At the blog Parasite of the Day, http://dailyparasite.blogspot.com, you can find information on everything from a zombie ant fungus to toothed leeches that feed on human noses. “It’s a labor of love,” says blog administrator Susan Perkins, associate curator and professor at the American Museum of Natural History in New York. She runs the site with fellow scientist Tommy Leung.
Q. Why should we care about parasites? The stories of some of these creatures aren’t exactly breakfast reading.
A. Since probably half of all the organisms on the planet are parasites ... we can get the word out about how cool, diverse – and sometimes a little creepy, a little gross – but really fascinating anything we can call a parasite is. There are a suite of parasites that affect human health ... so the more we know about them, the better.
Q. Are there new parasites being discovered?
A. Every day. People like to make these guesstimates of what percentage of parasites we don’t know about. The numbers usually are that we know about 5 percent to 10 percent of all parasite species, and that’s not bacterial or viral (parasites).
Q. Are scientists worried about conserving parasites?
A. Definitely. Part of it is plain old biodiversity and causing species to go extinct before we even know what they are. Also, parasites are important regulators in ecosystems. If no host had parasites, they would quickly outreproduce for their environment.

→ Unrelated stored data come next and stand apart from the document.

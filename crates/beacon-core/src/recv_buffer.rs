/// 自适应接收缓冲策略的静态参数。
///
/// 默认值 `min = 64`、`initial = 2048`、`max = 64 KiB`，与主流事件驱动
/// 框架的自适应分配器同数量级。
#[derive(Clone, Copy, Debug, PartialEq, Eq)]
pub struct RecvBufferConfig {
    min: usize,
    initial: usize,
    max: usize,
}

impl RecvBufferConfig {
    /// 创建新的缓冲参数组合。
    ///
    /// # 契约说明（What）
    /// - **前置条件**：`0 < min <= initial <= max`；违反时 panic，属配置期
    ///   编程错误。
    pub fn new(min: usize, initial: usize, max: usize) -> Self {
        assert!(
            min > 0 && min <= initial && initial <= max,
            "recv buffer requires 0 < min <= initial <= max"
        );
        Self { min, initial, max }
    }

    /// 容量下界（字节）。
    pub fn min(&self) -> usize {
        self.min
    }

    /// 初始容量（字节）。
    pub fn initial(&self) -> usize {
        self.initial
    }

    /// 容量上界（字节）。
    pub fn max(&self) -> usize {
        self.max
    }
}

impl Default for RecvBufferConfig {
    fn default() -> Self {
        Self {
            min: 64,
            initial: 2048,
            max: 64 * 1024,
        }
    }
}

/// 每连接的自适应接收缓冲：按实际读量伸缩下一次的租借容量。
///
/// # 教案式注释
///
/// ## 意图 (Why)
/// - 小流量连接不应常驻大缓冲，大流量连接不应被小缓冲逼出多轮系统
///   调用；按读量反馈伸缩，在两端之间自动寻衡；
/// - 策略保持纯状态机、无分配行为，租借动作由 IO 任务依据
///   [`AdaptiveRecvBuffer::next_capacity`] 自行执行。
///
/// ## 逻辑 (How)
/// - 一次读取填满当前容量 → 下一次容量翻倍（不超过 `max`）；
/// - 连续两次读取不足当前容量一半 → 容量减半（不低于 `min`）；
/// - 介于两者之间的读量维持现状并清零缩容连击计数。
///
/// ## 契约 (What)
/// - **前置条件**：`record` 的 `read` 为单次读取的实际字节数，由所属
///   连接的 IO 任务串行调用；
/// - **后置条件**：`next_capacity` 恒落在 `[min, max]` 区间内。
///
/// ## 注意事项 (Trade-offs)
/// - 缩容要求“连续”两次小读，避免偶发小包造成容量抖动；
/// - 翻倍/减半的粒度换取实现简单，牺牲了按直方图精确逼近的能力。
#[derive(Debug)]
pub struct AdaptiveRecvBuffer {
    config: RecvBufferConfig,
    next: usize,
    small_streak: u8,
}

impl AdaptiveRecvBuffer {
    /// 以给定参数创建，初始容量为 `config.initial()`。
    pub fn new(config: RecvBufferConfig) -> Self {
        Self {
            config,
            next: config.initial(),
            small_streak: 0,
        }
    }

    /// 下一次读取应租借的缓冲容量。
    pub fn next_capacity(&self) -> usize {
        self.next
    }

    /// 反馈一次读取的实际字节数，驱动容量伸缩。
    pub fn record(&mut self, read: usize) {
        if read >= self.next {
            self.next = (self.next.saturating_mul(2)).min(self.config.max());
            self.small_streak = 0;
        } else if read < self.next / 2 {
            self.small_streak += 1;
            if self.small_streak >= 2 {
                self.next = (self.next / 2).max(self.config.min());
                self.small_streak = 0;
            }
        } else {
            self.small_streak = 0;
        }
    }
}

Q. We’re hearing more about how eliminating human parasites may be accelerating allergies. What’s the balance?
A. I’ve heard from people who have started hookworm therapy – people with chronic autoimmune issues who really like it and feel they are getting great benefit from it. The way a lot of doctors and biologists like to say it is our immune systems are bored and they have nothing to interact with so they react to nonlethal things like a pollen grain or cat hair. I definitely avoid using antibacterial products. It’s overkill.
Q. What’s your “favorite” parasite?
A. I work on malaria but mostly in lizards, bats and turtles. So there’s a few favorites in there I always get excited to see. And of course there are bunch of cool ones, like the poster children for parasites, like Leucochloridium paradoxum, which gets inside a snail and makes its antenna get so huge that birds come down and eat it.